À medida que Dantès falava, Villefort observava-lhe o rosto, ao mesmo tempo tão afável e tão franco, e sentia acudirem-lhe à memória as palavras de Renée que sem o conhecer lhe pedir a indulgência para com o arguido. Com a prática que o substituto já possuía do crime e dos criminosos, via em cada palavra de Dantès surgir a prova da sua inocência. Com efeito, aquele rapaz, quase se poderia dizer, aquela criança, simples, natural e eloquente, com essa eloquência do coração que nunca se encontra quando se procura, cheio de afeição para todos porque era feliz e porque a felicidade torna bons os próprios maus, derramava até sobre o seu juiz a suave afabilidade que lhe transbordava do coração Edmond não linha no olhar, na voz e nos gestos, por mais rude e severo que Villefort tivesse sido para com ele, a não ser atenções e bondade para com aquele que o interrogava.
«Por Deus», disse Villefort para consigo, «aqui está um rapaz encantador que talvez me permita sem grande dificuldade, assim espero, ser agradável a Renée e satisfazer a primeira recomendação que me fez, o que me poderá valer um bom aperto de mão diante de toda a gente e um beijo terno num canto.»
E com esta doce esperança o rosto de Villefort desanuviou-se.
E assim, quando abandonou o fio do seu pensamento e olhou para Dantès, este, que seguia todos os movimentos da fisionomia do seu juiz, sorria como o próprio pensamento de Villefort.

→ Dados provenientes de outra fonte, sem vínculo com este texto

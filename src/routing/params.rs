//! Captured route parameters.

use std::fmt;

/// Ordered set of route parameters captured while matching a request path.
///
/// Named segments (`:id`) are stored under their name; wildcards and other
/// unnamed captures use positional keys `"0"`, `"1"`, ... A key may be
/// present without a value when an optional segment did not match.
#[derive(Clone, Default, PartialEq, Eq)]
pub struct Params(Vec<(String, Option<String>)>);

impl Params {
    pub fn new() -> Self {
        Self::default()
    }

    /// Returns the value of `name`, if the key is present and defined.
    pub fn get(&self, name: &str) -> Option<&str> {
        self.0
            .iter()
            .find(|(key, _)| key == name)
            .and_then(|(_, value)| value.as_deref())
    }

    /// Returns true if `name` is present, defined or not.
    pub fn contains_key(&self, name: &str) -> bool {
        self.0.iter().any(|(key, _)| key == name)
    }

    /// Inserts or replaces `name`, keeping the position of an existing key.
    pub fn insert(&mut self, name: impl Into<String>, value: Option<String>) {
        let name = name.into();
        match self.0.iter_mut().find(|(key, _)| *key == name) {
            Some(slot) => slot.1 = value,
            None => self.0.push((name, value)),
        }
    }

    pub fn len(&self) -> usize {
        self.0.len()
    }

    pub fn is_empty(&self) -> bool {
        self.0.is_empty()
    }

    pub fn keys(&self) -> impl Iterator<Item = &str> {
        self.0.iter().map(|(key, _)| key.as_str())
    }

    pub fn iter(&self) -> impl Iterator<Item = (&str, Option<&str>)> {
        self.0
            .iter()
            .map(|(key, value)| (key.as_str(), value.as_deref()))
    }

    /// Number of consecutive positional keys starting at `"0"`.
    fn positional_run(&self) -> usize {
        let mut n = 0;
        while self.contains_key(&n.to_string()) {
            n += 1;
        }
        n
    }

    /// Merges the params captured by a nested layer with the params of the
    /// router that led to it.
    ///
    /// A value already defined by the parent is never replaced; the child only
    /// fills in keys the parent lacks or left undefined. When both sides carry
    /// positional captures, the child's positional keys are shifted past the
    /// parent's so both survive.
    pub fn merge_with_parent(self, parent: &Params) -> Params {
        if parent.is_empty() {
            return self;
        }

        let mut child = self;
        if child.contains_key("0") && parent.contains_key("0") {
            let offset = parent.positional_run();
            let run = child.positional_run();
            for (key, _) in child.0.iter_mut() {
                if let Ok(index) = key.parse::<usize>()
                    && index < run
                {
                    *key = (index + offset).to_string();
                }
            }
        }

        let mut merged = parent.clone();
        for (key, value) in child.0 {
            if merged.get(&key).is_none() {
                merged.insert(key, value);
            }
        }
        merged
    }
}

impl fmt::Debug for Params {
    fn fmt(&self, f: &mut fmt::Formatter<'_>) -> fmt::Result {
        f.debug_map().entries(self.iter()).finish()
    }
}

impl<K: Into<String>, V: Into<String>> FromIterator<(K, V)> for Params {
    fn from_iter<I: IntoIterator<Item = (K, V)>>(iter: I) -> Self {
        let mut params = Params::new();
        for (key, value) in iter {
            params.insert(key, Some(value.into()));
        }
        params
    }
}

#[cfg(test)]
mod tests {
    use super::*;

    #[test]
    fn insert_keeps_position() {
        let mut params = Params::new();
        params.insert("a", Some("1".into()));
        params.insert("b", None);
        params.insert("a", Some("2".into()));
        assert_eq!(params.keys().collect::<Vec<_>>(), vec!["a", "b"]);
        assert_eq!(params.get("a"), Some("2"));
        assert_eq!(params.get("b"), None);
        assert!(params.contains_key("b"));
    }

    #[test]
    fn merge_does_not_overwrite_defined_parent_values() {
        let parent: Params = [("user", "42")].into_iter().collect();
        let child: Params = [("user", "7"), ("post", "9")].into_iter().collect();

        let merged = child.merge_with_parent(&parent);
        assert_eq!(merged.get("user"), Some("42"));
        assert_eq!(merged.get("post"), Some("9"));
    }

    #[test]
    fn merge_fills_undefined_parent_values() {
        let mut parent = Params::new();
        parent.insert("format", None);
        let child: Params = [("format", "json")].into_iter().collect();

        let merged = child.merge_with_parent(&parent);
        assert_eq!(merged.get("format"), Some("json"));
    }

    #[test]
    fn merge_shifts_positional_keys() {
        let parent: Params = [("0", "a/b")].into_iter().collect();
        let child: Params = [("0", "c"), ("1", "d")].into_iter().collect();

        let merged = child.merge_with_parent(&parent);
        assert_eq!(merged.get("0"), Some("a/b"));
        assert_eq!(merged.get("1"), Some("c"));
        assert_eq!(merged.get("2"), Some("d"));
    }

    #[test]
    fn merge_with_empty_parent_is_identity() {
        let child: Params = [("id", "1")].into_iter().collect();
        assert_eq!(child.clone().merge_with_parent(&Params::new()), child);
    }
}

- Tem alguns inimigos? - perguntou o substituto.
- Inimigos, eu? - redarguiu Dantès. - Tenho a sorte de ser demasiado insignificante para que a minha posição mos arranje. Quanto ao meu temperamento, talvez um pouco vivo, sempre tentei suavizá-lo no trato com os meus subordinados. Tenho dez ou doze marinheiros sob as minhas ordens; interrogue-os, senhor, e dir-lhe-ão que me estimam e respeitam, não como um pai, sou demasiado novo para isso, mas sim como um irmão mais velho.
- Mas, à falta de inimigos, talvez tenha invejosos. Ia ser nomeado comandante aos dezanove anos, o que é um cargo elevado na sua idade, e ia casar com uma linda mulher que o ama, o que é uma felicidade rara em qualquer parte deste mundo. Estas duas preferências do destino podem ter-lhe granjeado invejosos.
- Sim, tem razão. Deve conhecer os homens melhor do que eu. É possível. Mas se esses invejosos se encontram entre os meus amigos, confesso-lhe que prefiro não os conhecer para não ser obrigado a odiá-los.
- Engana-se. Tanto quanto possível, devemos ver sempre claro à nossa volta.